A lack of model explainability can lead to a whole host of unintended consequences, like perpetuation of bias and stereotypes, distrust in organizational decision-making, and even legal ramifications. What’s more, it hinders reproducibility, discourages collaboration, and restricts further progress. The decision to make Stable Diffusion models open source and open access follows a growing trend in the industry towards open artificial intelligence, which encourages practitioners to build upon existing work and contribute new insights.

Now, let’s try it for ourselves!

SDXL 1.0 in action

If you aren’t already, you can follow along with the full code in this Colab here. I should note that the code in this tutorial extends a pipeline I built in a previous article (which you can find here) but will also run as a standalone project if you’re eager to get started. To compare the performance of SDXL with Stable Diffusion 2.0, I’ll use the same images used in that tutorial. Because this article is not focused on image segmentation, I’ll also use the binary masks and image metadata generated in that project, which I uploaded to Comet as an Artifact for public use.

Although this tutorial functions as a standalone project, if you’re interested in how we created our initial segmentation masks and metadata, you can check out the first part of this project here:

Preceding article, "SAM + Stable Diffusion for Text-to-Image-Inpainting" from Comet ML

After we download the Artifact, we’ll perform image inpainting and outpainting using the SDXL Inpainting Pipeline from HuggingFace. We’ll use near-identical prompts to those used in the first part of this tutorial (with a few very minor exceptions).

A graphic showing an original image, the segmentation mask of a frog, and the resulting inpatined image from the SDXL 1.0 diffusion pipeline.
Image inpainting refers to the process of filling-in missing data in a designated region of an image; graphic by author.

As a reminder, image inpainting is the process of filling in missing data in a designated region of an image. Outpainting is the process of extending an image beyond its original borders, which we’ll effectively do by inpainting the background masks of our images. The inpainting pipeline accepts both a positive and negative prompt, and we’ll set random seeds so you can produce the same results in your local environment.
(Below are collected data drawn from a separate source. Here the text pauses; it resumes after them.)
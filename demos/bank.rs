//! Customers arrive at a bank at random and wait in line for one of the
//! tellers. Customers who wait too long give up and leave. At the end the
//! simulation reports how many customers were served and how long they waited.
#[macro_use]
extern crate clap;
extern crate rand;
#[macro_use]
extern crate simkern;

use clap::{App, ArgMatches};
use rand::Rng;
use simkern::*;
use std::cell::RefCell;
use std::fmt::Display;
use std::io::{Write, stderr};
use std::process;
use std::rc::Rc;
use std::str::FromStr;

#[derive(Clone)]
struct LocalConfig
{
	tellers: usize,
	arrival_mean: f64,
	service_mean: f64,
	patience: f64,
	strategy: Strategy,
	stop_time: f64,
	seed: Option<u64>,
}

impl LocalConfig
{
	fn new() -> LocalConfig
	{
		// These are the defaults: all of them can be overriden using command line options.
		LocalConfig {
			tellers: 2,
			arrival_mean: 2.0,
			service_mean: 3.5,
			patience: 10.0,
			strategy: Strategy::Fcfs,
			stop_time: 480.0,
			seed: None,
		}
	}
}

#[derive(Default)]
struct Stats
{
	arrived: u32,
	served: u32,
	reneged: u32,
	total_wait: f64,
	max_wait: f64,
	longest_line: usize,
}

fn exponential(rng: &mut impl Rng, mean: f64) -> f64
{
	-mean*(1.0 - rng.gen::<f64>()).ln()
}

fn fatal_err(message: &str) -> !
{
	let _ = writeln!(&mut stderr(), "{}", message);
	process::exit(1);
}

// Min and max are inclusive.
fn match_num<T>(matches: &ArgMatches, name: &str, min: T, max: T) -> T
		where T: Copy + Display + FromStr + PartialOrd
{
	match value_t!(matches.value_of(name), T) {
		Ok(value) if value < min => fatal_err(&format!("--{} should be greater than {}", name, min)),
		Ok(value) if value > max => fatal_err(&format!("--{} should be less than {}", name, max)),
		Ok(value) => value,
		_ => fatal_err(&format!("--{} should be a number", name)),
	}
}

struct Customer
{
	tellers: ResourceId,
	service_mean: f64,
	patience: f64,
	arrived: f64,
	stats: Rc<RefCell<Stats>>,
}

impl Activity for Customer
{
	fn resume(&mut self, ctx: &mut Context, wake: Wake) -> SimResult<Suspend>
	{
		match wake {
			Wake::Start => {
				self.arrived = ctx.now();
				self.stats.borrow_mut().arrived += 1;
				log_debug!(ctx, "arrived");
				Ok(Suspend::request(self.tellers).within(self.patience))
			},
			Wake::Granted(_) => {
				let wait = ctx.now() - self.arrived;
				{
					let mut stats = self.stats.borrow_mut();
					stats.served += 1;
					stats.total_wait += wait;
					stats.max_wait = stats.max_wait.max(wait);
				}
				log_debug!(ctx, "waited {:.1}", wait);

				let service = exponential(ctx.rng(), self.service_mean);
				Ok(Suspend::hold(service))
			},
			Wake::Time => {
				ctx.release(self.tellers, 1)?;
				log_excessive!(ctx, "done");
				Ok(Suspend::Finish)
			},
			Wake::TimedOut => {
				self.stats.borrow_mut().reneged += 1;
				log_info!(ctx, "gave up after {:.1}", ctx.now() - self.arrived);
				Ok(Suspend::Finish)
			},
			_ => Err(ctx.fault(&format!("unexpected {:?}", wake))),
		}
	}
}

// Spawns customers until the bank closes.
struct Door
{
	local: LocalConfig,
	tellers: ResourceId,
	count: u32,
	stats: Rc<RefCell<Stats>>,
}

impl Activity for Door
{
	fn resume(&mut self, ctx: &mut Context, wake: Wake) -> SimResult<Suspend>
	{
		if wake != Wake::Start {
			self.count += 1;
			let customer = Customer {
				tellers: self.tellers,
				service_mean: self.local.service_mean,
				patience: self.local.patience,
				arrived: 0.0,
				stats: self.stats.clone(),
			};
			ctx.spawn(&format!("customer-{}", self.count), customer)?;
		}

		let delay = exponential(ctx.rng(), self.local.arrival_mean);
		Ok(Suspend::hold(delay))
	}
}

fn create_sim(local: LocalConfig, config: Config) -> SimResult<(Simulation, Rc<RefCell<Stats>>)>
{
	let mut specs = Specs::new(0.0, local.stop_time, 1.0);
	if let Some(seed) = local.seed {
		specs = specs.with_seed(seed);
	}

	let mut sim = Simulation::new(specs, config)?;
	let tellers = sim.new_resource("tellers", local.strategy, local.tellers, local.tellers)?;
	let stats = Rc::new(RefCell::new(Stats::default()));

	let s = stats.clone();
	sim.subscribe(tellers, move |n| {
		if let ResourceChange::WaitList(len) = n.change {
			let mut stats = s.borrow_mut();
			stats.longest_line = stats.longest_line.max(len);
		}
	})?;

	let door = Door {local, tellers, count: 0, stats: stats.clone()};
	sim.spawn("door", door)?;
	Ok((sim, stats))
}

fn parse_options() -> (LocalConfig, Config)
{
	let mut local = LocalConfig::new();
	let mut config = Config::new();

	// see https://docs.rs/clap/2.34.0/clap/struct.Arg.html#method.from_usage for syntax
	let usage = format!(
		"--arrivals=[TIME] 'Mean time between customer arrivals [{default_arrivals}]'
		--log=[LEVEL:GLOB]... 'Overrides --log-level, glob is used to match process and resource names'
		--log-level=[LEVEL] 'Default log level: {log_levels} [{default_level}]'
		--no-colors 'Don't color code console output'
		--patience=[TIME] 'How long customers will wait in line [{default_patience}]'
		--seed=[N] 'Random number generator seed [random]'
		--service=[TIME] 'Mean time tellers spend with a customer [{default_service}]'
		--stop=[TIME] 'How long the bank stays open [{default_stop}]'
		--strategy=[NAME] 'How the line is served: fcfs, lcfs, siro, or priority [fcfs]'
		--tellers=[N] 'Number of tellers [{default_tellers}]'",
		default_arrivals = local.arrival_mean,
		default_patience = local.patience,
		default_service = local.service_mean,
		default_stop = local.stop_time,
		default_tellers = local.tellers,
		default_level = format!("{:?}", config.log_level).to_lowercase(),
		log_levels = log_levels());

	let matches = App::new("bank")
		.version("1.0")
		.author("Jesse Jones <jesse9jones@gmail.com>")
		.about("Simulates customers waiting in line for bank tellers.")
		.args_from_usage(&usage)
	.get_matches();

	if matches.is_present("arrivals") {
		local.arrival_mean = match_num(&matches, "arrivals", 0.01, 1000.0);
	}

	if matches.is_present("patience") {
		local.patience = match_num(&matches, "patience", 0.0, 1.0e6);
	}

	if matches.is_present("service") {
		local.service_mean = match_num(&matches, "service", 0.01, 1000.0);
	}

	if matches.is_present("stop") {
		local.stop_time = match_num(&matches, "stop", 1.0, 1.0e6);
	}

	if matches.is_present("tellers") {
		local.tellers = match_num(&matches, "tellers", 1, 100);
	}

	if matches.is_present("seed") {
		local.seed = Some(match_num(&matches, "seed", 1, u64::MAX));
	}

	if let Some(name) = matches.value_of("strategy") {
		match Strategy::parse(name) {
			Some(strategy) => local.strategy = strategy,
			None => fatal_err("--strategy should be fcfs, lcfs, siro, or priority"),
		}
	}

	if let Some(level) = matches.value_of("log-level") {
		if let Some(e) = config.parse_log_level(level) {
			fatal_err(&e);
		}
	}

	if let Some(values) = matches.values_of("log") {
		if let Some(e) = config.parse_log_levels(values.collect()) {
			fatal_err(&e);
		}
	}

	config.colorize = !matches.is_present("no-colors");

	(local, config)
}

fn main()
{
	let (local, config) = parse_options();

	let (mut sim, stats) = match create_sim(local, config) {
		Ok(result) => result,
		Err(e) => fatal_err(&e.to_string()),
	};
	if let Err(e) = sim.run() {
		fatal_err(&e.to_string());
	}

	let stats = stats.borrow();
	let mean = if stats.served > 0 {stats.total_wait/(stats.served as f64)} else {0.0};
	println!("arrived: {}", stats.arrived);
	println!("served:  {}", stats.served);
	println!("reneged: {}", stats.reneged);
	println!("wait:    {:.2} mean, {:.2} max", mean, stats.max_wait);
	println!("line:    {} longest", stats.longest_line);
}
Graphic of image outpainting showing an original input image of a panda, a segmentation mask, and the inpainted image resulting from the SDXL 1.0 diffusion model.
Image outpainting is the process of using generative AI to extend images beyond their original borders, thereby generating parts of the image that didn’t exist before; graphic by author.

Tracking our experiment

We’ll start off by instantiating a Comet Experiment so we can track our inputs, outputs, code, and other system metrics. You’ll need to grab your API key from your account settings. If you don’t already have an account, you can create one here for free.

Comet Artifacts

An Artifact is any versioned object arranged in a folder-like structure. In this way, Comet allows you to keep track of any data associated with the machine learning lifecycle. Our Artifact will be structured as follows:

The file folder structure of our image information (including segmentation masks) that we will download as a Comet Artifact.
By logging our Artifact to Comet and downloading to our local environment, we preserve its file structure; graphic by author.

Downloading an Artifact to your local environment is as simple as running the following code. If an Artifact isn’t in your personal workspace, make sure the owner of the Artifact has shared it with you or made it public (as in our example). Below we download the Artifact to our working directory, preserving its original file structure without any additional parsing.

Loading SDXL with Hugging Face

We’ll load the SDXL base model, refiner model, and inpainting pipelines from HuggingFace. We can do so with the following code:

Hyperparameters

Like any traditional machine learning model, SDXL has a variety of tunable hyperparameters that affect the quality of the output. We’ll cover some of the important ones here and keep track of which sets of values produced which outputs using Comet.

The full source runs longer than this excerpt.